MyDoom-B Continues Rampage, Takes on Microsoft
The variant of the fast-spreading MyDoom worm is setting up an attack against Microsoft and, in a sneaky twist, interferes with the compromised machines' ability to update its anti-virus protection.
MyDoom-B, which hit the wild Wednesday, has a bigger payload than the original worm but it isn't spreading widely. Steve Sundermeier, vice president of products and services at Central Command Inc., an anti-virus company based in Medina, Ohio., reports that they are seeing no significant traffic related to the variant. MyDoom-A, however, is still rampaging across the Internet, accounting for one out of every nine emails four days after it first attacked.
The variant actually is built to take advantage of the computers that have already been compromised by the original MyDoom. Ken Dunham, director of malicious code at iDefense, Inc., a security and anti-virus company, says the variant scans for infected computers and updates itself. From that updated machine, it will then search out more infected computers and continue the process.
''It is very clever,'' says Dunham. ''One worm spreads in the wild and then the author launches a second worm that updates itself automatically... It also allows the author to have a very carefully planned attack to outwit or outrun the anti-virus measures that may have been put in place.

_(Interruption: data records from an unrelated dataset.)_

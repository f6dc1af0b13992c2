//! Infrastructure layer.
//!
//! Provides technical concerns that support the application without containing
//! business logic: configuration loading and the wiring of cache backends.
//!
//! # Submodules
//!
//! - [`config`] - Configuration loading and validation
//! - [`factory`] - Component factory functions

pub mod config;
pub mod factory;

But planning this ahead of time, he gains a lot of control.''
The variant also tries to keep users from getting information on the worm or updating their anti-virus applications by blocking access to anti-virus Web sites and the Microsoft.com site.
What has caught the attention of the security industry is the fact that the variant was launched so soon after the original version was released. Many anti-virus experts were expecting MyDoom to more closely mirror Sobig and its string of variants, with the first variant hitting soon before or right after the Feb. 12 kill date.

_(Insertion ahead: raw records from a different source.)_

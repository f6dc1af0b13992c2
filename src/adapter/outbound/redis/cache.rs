//! Redis-backed cache tier.
//!
//! Values are stored as JSON strings under `{key_prefix}:{key}`. Every
//! operation is a network round trip and may fail with [`CacheError::Redis`].

use std::sync::atomic::{AtomicU64, Ordering};
use std::time::Duration;

use async_trait::async_trait;
use redis::aio::MultiplexedConnection;
use redis::{Client, ErrorKind, RedisError};
use serde_json::Value;
use tracing::{debug, info};

use crate::error::{CacheError, CacheResult};
use crate::port::{CacheService, CacheStats};

const SCAN_BATCH: usize = 200;

/// Construction options for [`RedisCache`].
#[derive(Debug, Clone)]
pub struct RedisCacheOptions {
    /// Namespace prepended to every key. Empty means no namespace.
    pub key_prefix: String,
    pub default_ttl: Duration,
}

impl Default for RedisCacheOptions {
    fn default() -> Self {
        Self {
            key_prefix: "xpguard".to_string(),
            default_ttl: Duration::from_secs(300),
        }
    }
}

/// [`CacheService`] over a multiplexed Redis connection.
pub struct RedisCache {
    conn: MultiplexedConnection,
    options: RedisCacheOptions,
    hits: AtomicU64,
    misses: AtomicU64,
}

fn millis(ttl: Duration) -> CacheResult<u64> {
    if ttl.is_zero() {
        return Err(CacheError::InvalidTtl);
    }
    Ok(u64::try_from(ttl.as_millis()).unwrap_or(u64::MAX).max(1))
}

fn decode(raw: Option<String>) -> CacheResult<Option<Value>> {
    raw.map(|s| serde_json::from_str(&s)).transpose().map_err(Into::into)
}

fn map_incr_error(key: &str, e: RedisError) -> CacheError {
    if e.kind() == ErrorKind::ResponseError && e.to_string().contains("not an integer") {
        CacheError::NotAnInteger {
            key: key.to_string(),
        }
    } else {
        CacheError::Redis(e)
    }
}

impl RedisCache {
    /// Connect to `url` and verify the server answers `PING`.
    ///
    /// # Errors
    ///
    /// Returns [`CacheError::Redis`] if the URL is invalid or the server is
    /// unreachable.
    pub async fn connect(url: &str, options: RedisCacheOptions) -> CacheResult<Self> {
        let client = Client::open(url)?;
        let mut conn = client.get_multiplexed_tokio_connection().await?;
        redis::cmd("PING").query_async::<_, String>(&mut conn).await?;
        info!(prefix = %options.key_prefix, "Connected to Redis cache");
        Ok(Self {
            conn,
            options,
            hits: AtomicU64::new(0),
            misses: AtomicU64::new(0),
        })
    }

    #[must_use]
    pub const fn options(&self) -> &RedisCacheOptions {
        &self.options
    }

    fn namespaced(&self, key: &str) -> String {
        if self.options.key_prefix.is_empty() {
            key.to_string()
        } else {
            format!("{}:{}", self.options.key_prefix, key)
        }
    }

    fn strip_namespace<'a>(&self, key: &'a str) -> &'a str {
        if self.options.key_prefix.is_empty() {
            return key;
        }
        key.strip_prefix(self.options.key_prefix.as_str())
            .and_then(|rest| rest.strip_prefix(':'))
            .unwrap_or(key)
    }

    fn resolve_ttl(&self, ttl: Option<Duration>) -> CacheResult<u64> {
        millis(ttl.unwrap_or(self.options.default_ttl))
    }

    /// All namespaced keys, collected with `SCAN` so the server is never blocked.
    async fn scan_keys(&self) -> CacheResult<Vec<String>> {
        let pattern = self.namespaced("*");
        let mut conn = self.conn.clone();
        let mut cursor: u64 = 0;
        let mut keys = Vec::new();
        loop {
            let (next, batch): (u64, Vec<String>) = redis::cmd("SCAN")
                .arg(cursor)
                .arg("MATCH")
                .arg(&pattern)
                .arg("COUNT")
                .arg(SCAN_BATCH)
                .query_async(&mut conn)
                .await?;
            keys.extend(batch);
            if next == 0 {
                break;
            }
            cursor = next;
        }
        Ok(keys)
    }
}

#[async_trait]
impl CacheService for RedisCache {
    async fn set(&self, key: &str, value: Value, ttl: Option<Duration>) -> CacheResult<()> {
        let ttl_ms = self.resolve_ttl(ttl)?;
        let payload = serde_json::to_string(&value)?;
        let mut conn = self.conn.clone();
        redis::cmd("SET")
            .arg(self.namespaced(key))
            .arg(payload)
            .arg("PX")
            .arg(ttl_ms)
            .query_async::<_, ()>(&mut conn)
            .await?;
        Ok(())
    }

    async fn get(&self, key: &str) -> CacheResult<Option<Value>> {
        let mut conn = self.conn.clone();
        let raw: Option<String> = redis::cmd("GET")
            .arg(self.namespaced(key))
            .query_async(&mut conn)
            .await?;
        let counter = if raw.is_some() { &self.hits } else { &self.misses };
        counter.fetch_add(1, Ordering::Relaxed);
        decode(raw)
    }

    async fn has(&self, key: &str) -> CacheResult<bool> {
        let mut conn = self.conn.clone();
        let exists: i64 = redis::cmd("EXISTS")
            .arg(self.namespaced(key))
            .query_async(&mut conn)
            .await?;
        Ok(exists > 0)
    }

    async fn delete(&self, key: &str) -> CacheResult<bool> {
        let mut conn = self.conn.clone();
        let removed: i64 = redis::cmd("DEL")
            .arg(self.namespaced(key))
            .query_async(&mut conn)
            .await?;
        Ok(removed > 0)
    }

    async fn clear(&self) -> CacheResult<()> {
        let keys = self.scan_keys().await?;
        if !keys.is_empty() {
            let mut conn = self.conn.clone();
            for chunk in keys.chunks(SCAN_BATCH) {
                redis::cmd("DEL")
                    .arg(chunk)
                    .query_async::<_, i64>(&mut conn)
                    .await?;
            }
        }
        self.hits.store(0, Ordering::Relaxed);
        self.misses.store(0, Ordering::Relaxed);
        debug!(removed = keys.len(), "Cleared Redis cache namespace");
        Ok(())
    }

    async fn stats(&self) -> CacheResult<CacheStats> {
        let keys = self
            .scan_keys()
            .await?
            .iter()
            .map(|k| self.strip_namespace(k).to_string())
            .collect();
        Ok(CacheStats::new(
            keys,
            self.hits.load(Ordering::Relaxed),
            self.misses.load(Ordering::Relaxed),
        ))
    }

    async fn mset(&self, entries: Vec<(String, Value)>, ttl: Option<Duration>) -> CacheResult<()> {
        if entries.is_empty() {
            return Ok(());
        }
        let ttl_ms = self.resolve_ttl(ttl)?;
        let mut pipe = redis::pipe();
        pipe.atomic();
        for (key, value) in &entries {
            pipe.cmd("SET")
                .arg(self.namespaced(key))
                .arg(serde_json::to_string(value)?)
                .arg("PX")
                .arg(ttl_ms)
                .ignore();
        }
        let mut conn = self.conn.clone();
        pipe.query_async::<_, ()>(&mut conn).await?;
        Ok(())
    }

    async fn mget(&self, keys: &[String]) -> CacheResult<Vec<Option<Value>>> {
        if keys.is_empty() {
            return Ok(Vec::new());
        }
        let namespaced: Vec<String> = keys.iter().map(|k| self.namespaced(k)).collect();
        let mut conn = self.conn.clone();
        let raw: Vec<Option<String>> = redis::cmd("MGET")
            .arg(&namespaced)
            .query_async(&mut conn)
            .await?;

        let found = raw.iter().filter(|r| r.is_some()).count() as u64;
        self.hits.fetch_add(found, Ordering::Relaxed);
        self.misses
            .fetch_add(raw.len() as u64 - found, Ordering::Relaxed);

        raw.into_iter().map(decode).collect()
    }

    async fn incr(&self, key: &str, by: i64) -> CacheResult<i64> {
        let namespaced = self.namespaced(key);
        let mut conn = self.conn.clone();
        let value: i64 = redis::cmd("INCRBY")
            .arg(&namespaced)
            .arg(by)
            .query_async(&mut conn)
            .await
            .map_err(|e| map_incr_error(key, e))?;

        // A fresh counter has no expiry; give it the default TTL.
        let pttl: i64 = redis::cmd("PTTL")
            .arg(&namespaced)
            .query_async(&mut conn)
            .await?;
        if pttl == -1 {
            redis::cmd("PEXPIRE")
                .arg(&namespaced)
                .arg(millis(self.options.default_ttl)?)
                .query_async::<_, i64>(&mut conn)
                .await?;
        }
        Ok(value)
    }

    async fn expire(&self, key: &str, ttl: Duration) -> CacheResult<bool> {
        let ttl_ms = millis(ttl)?;
        let mut conn = self.conn.clone();
        let applied: i64 = redis::cmd("PEXPIRE")
            .arg(self.namespaced(key))
            .arg(ttl_ms)
            .query_async(&mut conn)
            .await?;
        Ok(applied == 1)
    }

    async fn ttl(&self, key: &str) -> CacheResult<Option<Duration>> {
        let mut conn = self.conn.clone();
        let pttl: i64 = redis::cmd("PTTL")
            .arg(self.namespaced(key))
            .query_async(&mut conn)
            .await?;
        // -2: missing key, -1: no expiry.
        Ok(u64::try_from(pttl).ok().map(Duration::from_millis))
    }
}

#[cfg(test)]
mod tests {
    use super::*;

    #[test]
    fn ttl_conversion() {
        assert!(matches!(millis(Duration::ZERO), Err(CacheError::InvalidTtl)));
        assert_eq!(millis(Duration::from_micros(10)).unwrap(), 1);
        assert_eq!(millis(Duration::from_secs(2)).unwrap(), 2_000);
    }

    #[test]
    fn decode_parses_json_strings() {
        assert_eq!(decode(None).unwrap(), None);
        assert_eq!(
            decode(Some("{\"a\":1}".to_string())).unwrap(),
            Some(serde_json::json!({"a": 1}))
        );
        assert!(decode(Some("not json".to_string())).is_err());
    }

    #[tokio::test]
    async fn connect_to_unreachable_server_fails() {
        let result =
            RedisCache::connect("redis://127.0.0.1:1/", RedisCacheOptions::default()).await;
        assert!(matches!(result, Err(CacheError::Redis(_))));
    }

    #[tokio::test]
    async fn invalid_url_fails() {
        let result = RedisCache::connect("not-a-url", RedisCacheOptions::default()).await;
        assert!(result.is_err());
    }
}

''I am a little surprised,'' says Sundermeier. ''I thought it would be closer to the 12th of February.''
But Dunham theorizes that the variant was built right along with the original worm and the author planned to release one on top of the other.
''There's suspicion that MyDoom-B was authored before the original one was sent out,'' he says. ''If he was to wait too long (to release the variant), he might lose control over the computers. By planning this ahead of time, he gains control over them.''
MyDoom-A was designed allowing anyone to take advantage of the compromised computers. The variant changes that, enabling only the author to use those infected machines to launch a DDOS attack, send spam or upload other executables.
''I think it certainly is designed to be a very noisy worm, but it goes much deeper than that,'' says Dunham. ''This is about control and power. This person now controls a large army of computers and we know it can be used to install a trojan or another worm or he can use it as a proxy server. This can be used to send out spam or steal identity information or infiltrate a network. He now has a large army to attack SCO and Microsoft. That's significant firepower.''
Sundermeier estimates that the worm has compromised 450,000 to 500,000 computers around the world.
MyDoom spreads via email and by copying itself to any available shared directories used by Kazaa. It harvests addresses from infected machines, and generally uses the words 'test', 'hi' and 'hello' in the subject line.
Analysts say MyDoom is spreading so quickly because it is successfully fooling users into opening firs the email and then the attachment. The email often disguises itself as an email that the user sent that has bounced back. The user, wanting to know why the email failed, opens it up and then sees a text file icon, instead of the icon for an executable.
MyDoom also sets up a backdoor trojan in infected computers, allowing the virus writer or anyone else capable of sending commands to an infected machine to upload code or send spam.